Presented by Dr Willem Lybaert (VITAZ Sint-Niklaas & University Hospital Antwerp, Belgium)
Dr Willem Lybaert, a medical oncologist affiliated with VITAZ Sint-Niklaas and University Hospital Antwerp, provides an extensive update on the TOPAZ-1 study.
The primary analysis of the TOPAZ-1 study demonstrated that the combination of durvalumab with gemcitabine and cisplatin (GC) significantly improved OS compared to placebo plus GC in patients with advanced BTC. At ESMO GI, an updated analysis including 3-year OS data, an extended long-term survivor (eLTS) analysis and a safety profile assessment was presented.
Within the full analysis set (FAS), the 3-year OS rates were 14.6% for the durvalumab + GC group versus 6.9% for the placebo + GC group. Patients achieving complete or partial response, as well as those with stable disease, exhibited better 3-year OS outcomes, with complete and partial responders faring better than those with stable disease.

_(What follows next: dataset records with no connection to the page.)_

//! Full-trace indexing: one streaming pass, bounded memory.

use crate::delta::{StateDeltaTracker, UnitStateLog};
use crate::index::{CycleIndex, CycleIndexBuilder};
use crate::scan::{LineEvent, LineScanner};
use crate::source::TraceSource;
use meshtrace_core::{Cycle, TraceResult};
use std::sync::Arc;

/// Everything the replay engine needs about one trace, built once per load
/// and immutable afterwards. Range loads are pure reads over it.
pub struct TraceIndex {
    dim_x: u16,
    dim_y: u16,
    cycle_index: CycleIndex,
    unit_state_log: UnitStateLog,
    bounds: Option<(Cycle, Cycle)>,
    total_landings: u64,
    source: Arc<dyn TraceSource>,
}

impl TraceIndex {
    /// Grid width, 0 if the trace declared no dimensions.
    #[must_use]
    pub const fn dim_x(&self) -> u16 {
        self.dim_x
    }

    /// Grid height, 0 if the trace declared no dimensions.
    #[must_use]
    pub const fn dim_y(&self) -> u16 {
        self.dim_y
    }

    /// The cycle-to-byte-range index.
    #[must_use]
    pub const fn cycle_index(&self) -> &CycleIndex {
        &self.cycle_index
    }

    /// Per-unit busy/opcode delta logs.
    #[must_use]
    pub const fn unit_state_log(&self) -> &UnitStateLog {
        &self.unit_state_log
    }

    /// Lowest event-bearing cycle, `None` for an event-free trace.
    #[must_use]
    pub fn min_cycle(&self) -> Option<Cycle> {
        self.bounds.map(|(min, _)| min)
    }

    /// Highest event-bearing cycle, `None` for an event-free trace.
    #[must_use]
    pub fn max_cycle(&self) -> Option<Cycle> {
        self.bounds.map(|(_, max)| max)
    }

    /// Total landing events in the trace.
    #[must_use]
    pub const fn total_landings(&self) -> u64 {
        self.total_landings
    }

    /// Whether the trace carries no qualifying events.
    #[must_use]
    pub fn is_empty(&self) -> bool {
        self.cycle_index.is_empty()
    }

    /// The backing source.
    #[must_use]
    pub fn source(&self) -> &Arc<dyn TraceSource> {
        &self.source
    }
}

impl std::fmt::Debug for TraceIndex {
    fn fmt(&self, f: &mut std::fmt::Formatter<'_>) -> std::fmt::Result {
        f.debug_struct("TraceIndex")
            .field("dim_x", &self.dim_x)
            .field("dim_y", &self.dim_y)
            .field("indexed_cycles", &self.cycle_index.len())
            .field("bounds", &self.bounds)
            .field("total_landings", &self.total_landings)
            .finish_non_exhaustive()
    }
}

/// Index a trace in a single forward pass.
///
/// Malformed lines are dropped, never fatal; only I/O failure aborts. The
/// pass feeds the cycle-index builder and the state delta tracker from the
/// same scanner output, so no second pass is needed.
///
/// # Errors
///
/// Returns `TraceError::Io` if reading the source fails.
pub fn build_index(source: Arc<dyn TraceSource>) -> TraceResult<TraceIndex> {
    let mut reader = source.reader()?;
    let mut scanner = LineScanner::new();
    let mut index_builder = CycleIndexBuilder::new();
    let mut tracker = StateDeltaTracker::new();

    let mut bounds: Option<(Cycle, Cycle)> = None;
    let mut total_landings = 0u64;
    let mut offset = 0u64;
    let mut buf = Vec::new();

    let mut widen = |bounds: &mut Option<(Cycle, Cycle)>, cycle: Cycle| {
        *bounds = Some(match *bounds {
            None => (cycle, cycle),
            Some((min, max)) => (min.min(cycle), max.max(cycle)),
        });
    };

    loop {
        buf.clear();
        let read = reader.read_until(b'\n', &mut buf)?;
        if read == 0 {
            break;
        }
        let line_start = offset;
        offset += read as u64;

        let mut end = buf.len();
        while end > 0 && (buf[end - 1] == b'\n' || buf[end - 1] == b'\r') {
            end -= 1;
        }
        let line = String::from_utf8_lossy(&buf[..end]);

        let outcome = scanner.scan(&line);
        if let Some(tag) = outcome.cycle_tag {
            index_builder.observe_tag(tag, line_start);
        }
        match outcome.event {
            Some(LineEvent::Dimensions { .. }) => {}
            Some(LineEvent::Landing(event)) => {
                widen(&mut bounds, event.cycle);
                total_landings += 1;
                index_builder.record_event();
            }
            Some(LineEvent::Exec(event)) => {
                if tracker.observe(&event) {
                    widen(&mut bounds, event.cycle);
                }
                index_builder.record_event();
            }
            None => {}
        }
    }

    let (dim_x, dim_y) = scanner.dims().unwrap_or((0, 0));
    let cycle_index = index_builder.finish(offset);
    let unit_state_log = tracker.finish();

    tracing::debug!(
        dim_x,
        dim_y,
        indexed_cycles = cycle_index.len(),
        transitions = unit_state_log.transition_count(),
        total_landings,
        bytes = offset,
        "trace indexed"
    );

    Ok(TraceIndex {
        dim_x,
        dim_y,
        cycle_index,
        unit_state_log,
        bounds,
        total_landings,
        source,
    })
}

In the FAS, 88/685 (12.8%) patients were eLTS, comprising patients who survived for at least 30 months. There were more eLTS in the durvalumab + GC group (17.0%) than in the placebo +GC group (8.7%). The eLTS group demonstrated superior outcomes compared to the FAS. All clinically relevant subgroups were represented in the eLTS group. A higher proportion of patients in the eLTS group achieved an objective response compared to the FAS, with approximately one-third of patients responding to durvalumab classified as eLTS.
Subsequent anticancer therapy, including immunotherapy, was more commonly utilized in the placebo + GC eLTS group compared to the durvalumab + GC eLTS group. Despite a longer duration of exposure, serious adverse events in the eLTS were comparable between both groups and were less frequent than in the FAS.